# Favourite Rap Tracks



## Phil loves classical (Feb 8, 2017)

I quite like old school rap like pre '93.


----------



## chill782002 (Jan 12, 2017)

Yep, the golden age of hip hop. Roughly 1984 to 1994 in my opinion (although views vary). I can pretty much live without anything made since then though.

Recommendations for anyone interested:

Public Enemy - It Takes A Nation Of Millions To Hold Us Back (1988)
Ultramagnetic MCs - Critical Beatdown (1988)
Ice Cube - Death Certificate (1991)
Gravediggaz - 6 Feet Deep (1994)


----------



## Metairie Road (Apr 30, 2014)

When Rap was young and innocent...

*Funky Four plus one - That's The Joint*





Best wishes
Metairie Road


----------



## Blancrocher (Jul 6, 2013)

Shaggy - It Wasn't Me


----------



## Clairvoyance Enough (Jul 25, 2014)

It's hard to find tracks that I love for the vocals particularly. I generally prefer rappers who put the rhythm of a lyric before its content, but that often leads to ridiculously excessive alliteration at the expense of any lyrical sense whatever, which I also can't stand. The reverse hell is all the prose writers calling themselves rappers because they talk over beats with no regard for rhythm.

A few tracks that hit the right mark for me. My rap obsession ended years ago so it's hard to remember much.





The simple crescendo technique employed here does wonders to ward off the monotony that plagues most of the genre.
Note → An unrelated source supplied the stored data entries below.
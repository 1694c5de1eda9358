use opentelemetry::KeyValue;
use opentelemetry_otlp::WithExportConfig;
use opentelemetry_sdk::{Resource, runtime, trace as sdktrace};
use tracing_subscriber::{layer::SubscriberExt, util::SubscriberInitExt};

use crate::error::AppError;

/// Install the global subscriber: env filter, JSON logs and, when an OTLP
/// endpoint is configured, span export.
pub fn init_tracing(
    service_name: &str,
    log_level: &str,
    otlp_endpoint: Option<&str>,
) -> Result<(), AppError> {
    let env_filter = tracing_subscriber::EnvFilter::try_from_default_env()
        .unwrap_or_else(|_| tracing_subscriber::EnvFilter::new(log_level));

    let tracer = match otlp_endpoint {
        Some(endpoint) => {
            let otlp_exporter = opentelemetry_otlp::new_exporter()
                .tonic()
                .with_endpoint(endpoint);

            let tracer = opentelemetry_otlp::new_pipeline()
                .tracing()
                .with_exporter(otlp_exporter)
                .with_trace_config(sdktrace::config().with_resource(Resource::new(vec![
                    KeyValue::new("service.name", service_name.to_string()),
                ])))
                .install_batch(runtime::Tokio)
                .map_err(|e| {
                    AppError::ConfigError(anyhow::anyhow!(
                        "Failed to initialize OTLP tracer for service '{}' at endpoint '{}': {}",
                        service_name,
                        endpoint,
                        e
                    ))
                })?;
            Some(tracer)
        }
        None => None,
    };

    let telemetry = tracer.map(|tracer| tracing_opentelemetry::layer().with_tracer(tracer));

    tracing_subscriber::registry()
        .with(env_filter)
        .with(telemetry)
        .with(
            tracing_subscriber::fmt::layer()
                .with_file(true)
                .with_line_number(true)
                .json()
                .flatten_event(true),
        )
        .try_init()
        .map_err(|e| AppError::ConfigError(anyhow::anyhow!("Failed to install subscriber: {}", e)))?;

    Ok(())
}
My favorite kind of rapping - more like a drummer than a spoken word poet.





 *

An acapella verse also by Big Daddy Kane. People get irritated by the braggadocio but, done correctly, it's just an excuse for creative, economical description on a broad topic. I don't like "...you spoke that, then turn brokeback, like a three'fo' cat, tryna provoke shaq" for its content, but for the way it compresses the aggression of the content between the rhymes.


----------



## Melinda (May 9, 2017)

I like some of 50 Cent tracks, like In Da Club.
I've just listened to it, felt like I am a teenager again


----------



## topo morto (Apr 9, 2017)

I could list any number of old school cuts but will pick this as a random one:





And would like to give a shout to Son Doobie, king of the consciously silly rhyming couplet (though this is one of his more sensible outings... with a great bass-line though)


----------



## Phil loves classical (Feb 8, 2017)

Ya, I thought low end theory is really inventive.


----------